------ Data under study ------

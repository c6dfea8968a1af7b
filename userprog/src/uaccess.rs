//! # User memory access.
//!
//! Kernel **MUST NOT** believe the user input. Any pointer a user program
//! passes in a system call argument may be null, may point into the kernel,
//! or may name memory the program never mapped. This module is the only path
//! by which the boundary touches user memory, and it validates before it
//! touches.
//!
//! A user address is **valid** if it is non-null, below [`KERN_BASE`], and
//! covered by an entry of the process's supplemental page table. Residency
//! does not matter: a lazily mapped page that was never touched is valid.
//!
//! An invalid pointer is a fatal error for the program. The validators return
//! [`NoReturn::Exit`]`(-1)` and every caller propagates it with `?`, so no
//! side effect of the system call happens after a failed check.
//!
//! - [`check_address`]: validates a single address.
//! - [`check_buffer`]: validates every page of a range, and for buffers the
//!   kernel writes into, that every page is writable.
//! - [`UserU8SliceRO`] / [`UserU8SliceWO`]: a buffer that passed
//!   [`check_buffer`], and the only way to copy bytes from or to it.
//! - [`UserCString`]: a NUL-terminated string, validated page by page while it
//!   is read.
//!
//! [`KERN_BASE`]: kernel::addressing::KERN_BASE
use crate::{
    NoReturn,
    mm_struct::MmStruct,
    pager::{PageDescription, Pager},
};
use alloc::{ffi::CString, string::String, vec::Vec};
use kernel::{
    KernelError,
    addressing::{PAGE_MASK, PAGE_SIZE, Va},
};

fn fault(addr: usize, reason: &str) -> NoReturn {
    warning!("uaccess: {} at {:#x}", reason, addr);
    NoReturn::Exit(-1)
}

/// Validates a single user address.
///
/// Returns the description of the page covering `addr`.
pub fn check_address<P: Pager>(
    mm: &MmStruct<P>,
    addr: usize,
) -> Result<PageDescription, NoReturn> {
    let va = Va::new(addr)
        .filter(|va| va.is_user())
        .ok_or_else(|| fault(addr, "not a user address"))?;
    mm.find_page(va).ok_or_else(|| fault(addr, "unmapped address"))
}

/// Validates the `len`-byte range starting at `addr`.
///
/// Checks one address per page the range touches (the first byte, then the
/// start of every following page up to the last byte). With `to_write`, each
/// of those pages must also be writable. An empty range is always valid.
pub fn check_buffer<P: Pager>(
    mm: &MmStruct<P>,
    addr: usize,
    len: usize,
    to_write: bool,
) -> Result<(), NoReturn> {
    if len == 0 {
        return Ok(());
    }
    let last = addr
        .checked_add(len - 1)
        .ok_or_else(|| fault(addr, "buffer wraps around"))?;
    let mut cursor = addr;
    loop {
        let page = check_address(mm, cursor)?;
        if to_write && !page.is_writable() {
            return Err(fault(cursor, "read-only page"));
        }
        // `cursor` is below KERN_BASE here, so this cannot overflow.
        let next = (cursor & !PAGE_MASK) + PAGE_SIZE;
        if next > last {
            return Ok(());
        }
        cursor = next;
    }
}

/// Copies between a validated user range and a kernel buffer, one page at a
/// time.
fn copy_pages<P: Pager>(
    mm: &mut MmStruct<P>,
    addr: usize,
    len: usize,
    is_write: bool,
    mut f: impl FnMut(&mut [u8], usize),
) -> Result<(), KernelError> {
    let mut done = 0;
    while done < len {
        let va = Va::new(addr + done).ok_or(KernelError::BadAddress)?;
        let offset = va.offset();
        let n = (PAGE_SIZE - offset).min(len - done);
        mm.get_user_page_and(va, is_write, |page, _| {
            f(&mut page.inner_mut()[offset..offset + n], done)
        })?;
        done += n;
    }
    Ok(())
}

/// Allocates a zeroed kernel buffer of `len` bytes, failing instead of
/// aborting when memory is exhausted.
pub fn kernel_buffer(len: usize) -> Result<Vec<u8>, KernelError> {
    let mut buf = Vec::new();
    buf.try_reserve_exact(len)
        .map_err(|_| KernelError::NoMemory)?;
    buf.resize(len, 0);
    Ok(buf)
}

/// A one-time, read-only view of a user buffer that passed validation.
#[derive(Debug)]
pub struct UserU8SliceRO {
    addr: usize,
    len: usize,
}

impl UserU8SliceRO {
    /// Validates `len` readable bytes at `addr`.
    pub fn new<P: Pager>(mm: &MmStruct<P>, addr: usize, len: usize) -> Result<Self, NoReturn> {
        check_buffer(mm, addr, len, false)?;
        Ok(Self { addr, len })
    }

    /// Length of the buffer.
    pub fn len(&self) -> usize {
        self.len
    }

    /// Returns `true` for an empty buffer.
    pub fn is_empty(&self) -> bool {
        self.len == 0
    }

    /// Copies the buffer into kernel memory.
    pub fn get<P: Pager>(self, mm: &mut MmStruct<P>) -> Result<Vec<u8>, KernelError> {
        let mut buf = kernel_buffer(self.len)?;
        copy_pages(mm, self.addr, self.len, false, |user, at| {
            buf[at..at + user.len()].copy_from_slice(user)
        })?;
        Ok(buf)
    }
}

/// A one-time, write-only view of a user buffer that passed validation,
/// including the writability check.
#[derive(Debug)]
pub struct UserU8SliceWO {
    addr: usize,
    len: usize,
}

impl UserU8SliceWO {
    /// Validates `len` writable bytes at `addr`.
    pub fn new<P: Pager>(mm: &MmStruct<P>, addr: usize, len: usize) -> Result<Self, NoReturn> {
        check_buffer(mm, addr, len, true)?;
        Ok(Self { addr, len })
    }

    /// Length of the buffer.
    pub fn len(&self) -> usize {
        self.len
    }

    /// Returns `true` for an empty buffer.
    pub fn is_empty(&self) -> bool {
        self.len == 0
    }

    /// Copies `data` to the start of the buffer, truncated to its length.
    ///
    /// Returns the number of bytes copied.
    pub fn put<P: Pager>(self, mm: &mut MmStruct<P>, data: &[u8]) -> Result<usize, KernelError> {
        let len = self.len.min(data.len());
        copy_pages(mm, self.addr, len, true, |user, at| {
            user.copy_from_slice(&data[at..at + user.len()])
        })?;
        Ok(len)
    }
}

/// A NUL-terminated string in user memory.
#[derive(Debug)]
pub struct UserCString {
    addr: usize,
}

impl UserCString {
    /// Names the string starting at `addr`. Nothing is checked yet.
    pub fn new(addr: usize) -> Self {
        Self { addr }
    }

    /// Reads the bytes of the string, without the terminator.
    ///
    /// The first byte and every page boundary crossed before the terminator
    /// are checked with [`check_address`]. Running out of memory for the copy
    /// is fatal, like an invalid pointer.
    fn bytes<P: Pager>(self, mm: &mut MmStruct<P>) -> Result<Vec<u8>, NoReturn> {
        let mut bytes = Vec::new();
        let mut cursor = self.addr;
        loop {
            check_address(mm, cursor)?;
            let va = Va::new(cursor).ok_or_else(|| fault(cursor, "not a user address"))?;
            let offset = va.offset();
            let copied = mm
                .get_user_page_and(va, false, |page, _| {
                    let tail = &page.inner()[offset..];
                    let (chunk, terminated) = match tail.iter().position(|b| *b == 0) {
                        Some(nul) => (&tail[..nul], true),
                        None => (tail, false),
                    };
                    bytes.try_reserve(chunk.len()).ok()?;
                    bytes.extend_from_slice(chunk);
                    Some(terminated)
                })
                .map_err(|_| fault(cursor, "page could not be loaded"))?;
            let terminated = copied.ok_or_else(|| fault(cursor, "out of memory copying string"))?;
            if terminated {
                return Ok(bytes);
            }
            cursor = (cursor & !PAGE_MASK) + PAGE_SIZE;
        }
    }

    /// Reads the string as a file name.
    ///
    /// Bytes that are not UTF-8 are replaced with `U+FFFD`.
    pub fn read<P: Pager>(self, mm: &mut MmStruct<P>) -> Result<String, NoReturn> {
        let bytes = self.bytes(mm)?;
        Ok(String::from_utf8_lossy(&bytes).into_owned())
    }

    /// Copies the string, terminator included, into a private kernel buffer
    /// of exactly `strlen + 1` bytes.
    ///
    /// Running out of memory for the copy is fatal for the caller.
    pub fn read_cstring<P: Pager>(self, mm: &mut MmStruct<P>) -> Result<CString, NoReturn> {
        let addr = self.addr;
        let bytes = self.bytes(mm)?;
        let mut private = Vec::new();
        if private.try_reserve_exact(bytes.len() + 1).is_err() {
            return Err(fault(addr, "out of memory copying string"));
        }
        private.extend_from_slice(&bytes);
        private.push(0);
        CString::from_vec_with_nul(private).map_err(|_| fault(addr, "malformed string"))
    }
}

------

Task item: Your reply should hold all the lines from the listing above in which "caller" appears.

Answer to this problem:
//! [`NoReturn::Exit`]`(-1)` and every caller propagates it with `?`, so no
    /// Running out of memory for the copy is fatal for the caller.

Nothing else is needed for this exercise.